- Map of Byzantine themes in southern Italy (yellow) c. 1000.
- Capital: Tursi
- Historical era: Middle Ages
- • Reorganization of Byzantine Italy: c. 968
- • Norman conquest of southern Italy: 21 July

= Lucania (theme) =

Byzantine province in southern Italy

The Theme of Lucania (Θέμα Λουκανίας) was a Byzantine province (theme) in southern Italy, that was established probably c. 968, under emperor Nikephoros II Phokas, and existed until the Norman conquest of southern Italy at the middle of the 11th century.

==History==
It was situated between the two older Byzantine provinces of Longobardia in the east and Calabria in the west, and was formed to encompass Lombard-populated areas of the theme of Longobardia where Byzantine Greeks from Calabria had settled in the early 10th century (the regions of Latinianon, Lagonegro and Mercurion).

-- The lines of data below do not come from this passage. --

//! JSON-RPC method routing.

use crate::domain::error::ApiError;
use crate::rpc::{ExpressRpc, SignatureItem};

pub const METHODS: [&str; 4] = [
    "express-create-checkpoint",
    "express-show-coins",
    "express-submit-signatures",
    "express-transfer",
];

/// Route a JSON-RPC method to its handler.
pub async fn route_method(
    rpc: &ExpressRpc,
    method: &str,
    params: Option<&serde_json::Value>,
) -> Result<serde_json::Value, ApiError> {
    match method {
        "express-create-checkpoint" => {
            let filename: String = parse_param(params, 0)?;
            rpc.create_checkpoint(filename).await
        }
        "express-show-coins" => {
            let address: String = parse_param(params, 0)?;
            rpc.show_coins(address)
        }
        "express-submit-signatures" => {
            let context: serde_json::Value = parse_param(params, 0)?;
            let signatures: Vec<SignatureItem> = parse_param(params, 1)?;
            rpc.submit_signatures(context, signatures)
        }
        "express-transfer" => {
            let asset: String = parse_param(params, 0)?;
            let quantity: String = parse_param(params, 1)?;
            let sender: String = parse_param(params, 2)?;
            let receiver: String = parse_param(params, 3)?;
            let witness: Option<String> = parse_param_optional::<String>(params, 4)
                .filter(|s| !s.is_empty());
            rpc.transfer(asset, quantity, sender, receiver, witness).await
        }
        _ => Err(ApiError::method_not_found(method)),
    }
}

/// Parse a positional parameter from the JSON-RPC params array.
fn parse_param<T: serde::de::DeserializeOwned>(
    params: Option<&serde_json::Value>,
    index: usize,
) -> Result<T, ApiError> {
    let param = params
        .and_then(|p| p.as_array())
        .and_then(|p| p.get(index))
        .ok_or_else(|| ApiError::invalid_params(format!("missing parameter at index {}", index)))?;

    serde_json::from_value(param.clone()).map_err(|e| {
        ApiError::invalid_params(format!("invalid parameter at index {}: {}", index, e))
    })
}

fn parse_param_optional<T: serde::de::DeserializeOwned>(
    params: Option<&serde_json::Value>,
    index: usize,
) -> Option<T> {
    params
        .and_then(|p| p.as_array())
        .and_then(|p| p.get(index))
        .and_then(|v| serde_json::from_value(v.clone()).ok())
}

#[cfg(test)]
mod tests {
    use super::*;
    use serde_json::json;

    #[test]
    fn test_parse_param_positions() {
        let params = json!(["gas", "1.5"]);
        let asset: String = parse_param(Some(&params), 0).unwrap();
        assert_eq!(asset, "gas");
        let missing: Result<String, _> = parse_param(Some(&params), 2);
        assert_eq!(missing.unwrap_err().code, -32602);
        assert!(parse_param_optional::<String>(Some(&params), 4).is_none());
    }

    #[test]
    fn test_non_array_params_rejected() {
        let params = json!({"filename": "x"});
        let result: Result<String, _> = parse_param(Some(&params), 0);
        assert!(result.is_err());
    }
}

Tursi was chosen as the theme's capital and also as the seat of a new metropolitan bishopric to encompass the province. The theme of Lucania was probably under the overall authority of the Catepan of Italy at Bari.

The Lucania Theme lasted nearly one hundred years: from 968 to 1050 AD. It was fully conquered by the Normans, with the help of the Longobards of the Principate of Salerno.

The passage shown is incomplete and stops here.